“God sure is crying a lot today,” he says. Rain falls on the tin roof and blows against the window; pools of water mark potholes on the road and the neighbour’s driveway.
His small face is soft and crumpled. Mine is lined and drawn. I understand what that means now—as if each crease was carefully traced with charcoal pencil during the night.
From the kitchen I see him turn to me, his lips move, but all I can hear is the rain. It’s what it does around here. Been worse—that time when he was still in my belly and Roger and I sat in the driveway in his shitty old car watching the water rise as Roger turned the key again and again. I’d finally got out, waded down the road with the water lapping at my crotch.
The matches crumble in my hand until finally the gas lights. Everything is soft and sticky with damp. It’s how the rot sets in, microscopic spores that can crumble wood.

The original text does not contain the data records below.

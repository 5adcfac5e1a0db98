use super::render::{render_categories, render_view};
use super::{CommandContext, CommandResult};
use crate::components::google_calendar::{authorizer_from_config, sync_external};
use crate::components::realtime_db::{refresh_once, RealtimeDbClient};
use crate::components::GoogleCalendarHandle;
use crate::error::{config_error, AppResult};
use crate::events::{EventView, ViewKind};
use tracing::{info, warn};

/// Run one fetch of every source `kind` draws on and return the view.
///
/// Both sources are fetched concurrently. A failed database fetch aborts.
/// A failed calendar fetch aborts the calendar view and only marks the
/// calendar source as failed everywhere else.
pub async fn fetch_view(ctx: &CommandContext, kind: ViewKind) -> AppResult<EventView> {
    let (scraped, external) = futures::join!(
        async {
            match kind {
                ViewKind::Upcoming => Ok(()),
                _ => fetch_scraped(ctx).await,
            }
        },
        async {
            match kind {
                ViewKind::Browse => Ok(()),
                _ => fetch_external(ctx, kind == ViewKind::Upcoming).await,
            }
        }
    );
    scraped?;
    external?;

    ctx.store.view(kind).await
}

async fn fetch_scraped(ctx: &CommandContext) -> AppResult<()> {
    let client = {
        let config = ctx.config.read().await;
        RealtimeDbClient::from_config(&config)?
    };
    let retained = refresh_once(&client, &ctx.store).await?;
    info!("Fetched {} upcoming campus events", retained);
    Ok(())
}

/// Sync the calendar once; missing credentials or a failed sync are errors only if `required`
async fn fetch_external(ctx: &CommandContext, required: bool) -> AppResult<()> {
    let calendar = {
        let config = ctx.config.read().await;
        match authorizer_from_config(&config) {
            Some(authorizer) => GoogleCalendarHandle::new(&config, authorizer)?,
            None if required => {
                return Err(config_error(
                    "Calendar credentials are not configured (GOOGLE_ACCESS_TOKEN or GOOGLE_REFRESH_TOKEN)",
                ))
            }
            None => {
                info!("No calendar credentials configured, showing campus events only");
                return Ok(());
            }
        }
    };

    let synced = sync_external(&calendar, &ctx.store).await;
    calendar.shutdown().await?;

    match synced {
        Err(e) if required => Err(e),
        Err(e) => {
            warn!("Calendar events unavailable: {}", e);
            Ok(())
        }
        Ok(_) => Ok(()),
    }
}

/// Print the events of a view matching a query and category
pub async fn list(ctx: &CommandContext, kind: ViewKind, query: &str, category: &str) -> CommandResult {
    let view = fetch_view(ctx, kind).await?;

    if !view.batch.categories().contains(category) {
        warn!("No event in this view has category '{}'", category);
    }

    let events = view.batch.filter(query, category);
    println!("{}", render_view(&view, &events));
    Ok(())
}

/// Print the category vocabulary of a view
pub async fn categories(ctx: &CommandContext, kind: ViewKind) -> CommandResult {
    let view = fetch_view(ctx, kind).await?;
    println!("{}", render_categories(view.batch.categories()));
    Ok(())
}
use super::render::render_view;
use super::{CommandContext, CommandResult};
use crate::error::component_error;
use crate::events::ViewKind;
use crate::shutdown;
use rust_i18n::t;
use std::sync::Arc;
use tokio_util::sync::CancellationToken;
use tracing::{error, info};

/// Start the components and print `kind` every time the store changes
pub async fn watch(ctx: &CommandContext, kind: ViewKind) -> CommandResult {
    let manager = ctx
        .component_manager
        .clone()
        .ok_or_else(|| component_error("Component manager is not available"))?;

    let cancel = CancellationToken::new();
    let mut revisions = ctx.store.subscribe();

    manager.init_all(ctx.store.clone(), cancel.clone()).await?;

    // Spawn signal handler task
    let shutdown_cancel = cancel.clone();
    let shutdown_components = Arc::clone(&manager);
    tokio::spawn(async move {
        shutdown::handle_signals(shutdown_cancel, shutdown_components).await;
    });

    println!("{}", t!("watch_started"));

    loop {
        tokio::select! {
            _ = cancel.cancelled() => {
                info!("Received shutdown signal, stopping watch");
                break;
            }
            changed = revisions.changed() => {
                if changed.is_err() {
                    error!("Event store closed");
                    break;
                }
                let view = ctx.store.view(kind).await?;
                println!("{}", render_view(&view, view.batch.events()));
            }
        }
    }

    ctx.store.shutdown().await
}
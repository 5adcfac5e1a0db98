//! Batches and the state transitions between them.
//!
//! A batch is rebuilt from scratch on every ingestion cycle and replaces
//! its predecessor wholesale; nothing is merged or patched.

use chrono::{DateTime, NaiveDate, Utc};
use chrono_tz::Tz;
use serde::{Deserialize, Serialize};

use super::filter::retain_upcoming;
use super::ingest::ingest_all;
use super::models::{NormalizedEvent, RawEvent, RawExternalEvent, RawScrapedEvent, Source};
use super::ordering::{sort_chronologically, CategorySet};
use super::search::EventQuery;
use super::time::today_in;

/// Ordered, past-filtered events with their category vocabulary
#[derive(Debug, Clone, Default, PartialEq, Serialize, Deserialize)]
pub struct EventBatch {
    events: Vec<NormalizedEvent>,
    categories: CategorySet,
}

impl EventBatch {
    pub fn empty() -> Self {
        Self::default()
    }

    /// Run the whole pipeline: ingest, drop past events, sort, index
    pub fn build<I>(records: I, tz: &Tz, today: NaiveDate) -> Self
    where
        I: IntoIterator<Item = RawEvent>,
    {
        Self::from_normalized(ingest_all(records, tz), today)
    }

    /// Filter, sort and index already-normalized events
    pub fn from_normalized(events: Vec<NormalizedEvent>, today: NaiveDate) -> Self {
        let mut events = retain_upcoming(events, today);
        sort_chronologically(&mut events);
        let categories = CategorySet::from_events(&events);
        Self { events, categories }
    }

    pub fn events(&self) -> &[NormalizedEvent] {
        &self.events
    }

    pub fn categories(&self) -> &CategorySet {
        &self.categories
    }

    /// Events matching a free-text query and category, in batch order
    pub fn filter(&self, query: &str, category: &str) -> Vec<NormalizedEvent> {
        self.search(&EventQuery::new(query, category))
    }

    pub fn search(&self, query: &EventQuery) -> Vec<NormalizedEvent> {
        self.events
            .iter()
            .filter(|event| query.matches(event))
            .cloned()
            .collect()
    }

    pub fn find(&self, id: &str) -> Option<&NormalizedEvent> {
        self.events.iter().find(|event| event.id == id)
    }

    /// Both batches as one, re-filtered and re-sorted against `today`
    pub fn merged(&self, other: &EventBatch, today: NaiveDate) -> EventBatch {
        let events = self
            .events
            .iter()
            .chain(other.events.iter())
            .cloned()
            .collect();
        Self::from_normalized(events, today)
    }

    pub fn len(&self) -> usize {
        self.events.len()
    }

    pub fn is_empty(&self) -> bool {
        self.events.is_empty()
    }

    pub fn into_events(self) -> Vec<NormalizedEvent> {
        self.events
    }
}

/// Health of one source as last observed
#[derive(Debug, Clone, Default, PartialEq, Eq, Serialize, Deserialize)]
#[serde(tag = "state", rename_all = "snake_case")]
pub enum SourceStatus {
    /// Nothing fetched yet
    #[default]
    Pending,
    /// Last fetch succeeded
    Ready { fetched_at: DateTime<Utc> },
    /// Last fetch failed; the batch is whatever it was before
    Failed { message: String },
}

/// Which batch a consumer wants to see
#[derive(Debug, Clone, Copy, PartialEq, Eq, Serialize, Deserialize)]
#[serde(rename_all = "lowercase")]
pub enum ViewKind {
    /// Scraped campus events
    Browse,
    /// The user's calendar
    Upcoming,
    /// Both sources in one ordering
    Combined,
}

/// Everything the display layer needs for one view
#[derive(Debug, Clone, PartialEq, Serialize, Deserialize)]
pub struct EventView {
    pub kind: ViewKind,
    pub batch: EventBatch,
    pub status: SourceStatus,
}

/// The full in-memory state, replaced value by value
#[derive(Debug, Clone, Default, PartialEq)]
pub struct EventState {
    pub scraped: EventBatch,
    pub external: EventBatch,
    pub scraped_status: SourceStatus,
    pub external_status: SourceStatus,
    external_ticket: u64,
}

impl EventState {
    pub fn new() -> Self {
        Self::default()
    }

    /// Replace the scraped batch with a fresh snapshot
    pub fn apply_snapshot(
        self,
        records: Vec<RawScrapedEvent>,
        tz: &Tz,
        now: DateTime<Utc>,
    ) -> Self {
        let today = today_in(now, tz);
        Self {
            scraped: EventBatch::build(records.into_iter().map(RawEvent::from), tz, today),
            scraped_status: SourceStatus::Ready { fetched_at: now },
            ..self
        }
    }

    /// Hand out a ticket for an external fetch; newer tickets supersede older ones
    pub fn issue_external_ticket(&mut self) -> u64 {
        self.external_ticket += 1;
        self.external_ticket
    }

    pub fn latest_external_ticket(&self) -> u64 {
        self.external_ticket
    }

    /// Replace the external batch if `ticket` is still the latest one.
    ///
    /// Returns the state and whether the records were applied.
    pub fn apply_external(
        self,
        ticket: u64,
        records: Vec<RawExternalEvent>,
        tz: &Tz,
        now: DateTime<Utc>,
    ) -> (Self, bool) {
        if ticket != self.external_ticket {
            return (self, false);
        }

        let today = today_in(now, tz);
        let state = Self {
            external: EventBatch::build(records.into_iter().map(RawEvent::from), tz, today),
            external_status: SourceStatus::Ready { fetched_at: now },
            ..self
        };
        (state, true)
    }

    /// Forget the external batch, e.g. after disconnecting
    pub fn clear_external(self) -> Self {
        Self {
            external: EventBatch::empty(),
            external_status: SourceStatus::Pending,
            external_ticket: self.external_ticket + 1,
            ..self
        }
    }

    /// Record a failed fetch without touching the batch
    pub fn report_failure(self, source: Source, message: String) -> Self {
        let status = SourceStatus::Failed { message };
        match source {
            Source::Scraped => Self {
                scraped_status: status,
                ..self
            },
            Source::External => Self {
                external_status: status,
                ..self
            },
        }
    }

    pub fn view(&self, kind: ViewKind, tz: &Tz, now: DateTime<Utc>) -> EventView {
        let (batch, status) = match kind {
            ViewKind::Browse => (self.scraped.clone(), self.scraped_status.clone()),
            ViewKind::Upcoming => (self.external.clone(), self.external_status.clone()),
            ViewKind::Combined => (
                self.scraped.merged(&self.external, today_in(now, tz)),
                combined_status(&self.scraped_status, &self.external_status),
            ),
        };
        EventView { kind, batch, status }
    }
}

/// Free function form of [`EventState::apply_snapshot`]
pub fn apply_snapshot(
    state: EventState,
    records: Vec<RawScrapedEvent>,
    tz: &Tz,
    now: DateTime<Utc>,
) -> EventState {
    state.apply_snapshot(records, tz, now)
}

fn combined_status(scraped: &SourceStatus, external: &SourceStatus) -> SourceStatus {
    match (scraped, external) {
        (SourceStatus::Failed { .. }, _) => scraped.clone(),
        (_, SourceStatus::Failed { .. }) => external.clone(),
        (SourceStatus::Pending, _) => SourceStatus::Pending,
        _ => scraped.clone(),
    }
}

I take my coffee back to bed. With a fingertip he traces the run of a single drop of water down the window. He was born into it, water pelting down from the sky when I arrived at the hospital. They were full—all that was left was a cupboard of a room barely big enough for a bed. Big enough for me and him though, and the midwife who said she’d stitch me up nice and tidy.
I know those spores are all around me, millions of them drifting in the air, invisible and perfectly formed. I feel them settle on the clammy sheets, the windowsill, my hair, smell their taint on my breath.
He moves his head into the nook of my arm and sweeps his tongue cat-like across my skin. “I’m hungry.”
I pick black spots of mould off the bread, smear it with peanut butter. Next to the rubbish bin I see it. A fungus, a fragile ear-shaped flower. I pluck it, pull the shallow roots free and tuck it gently behind my ear.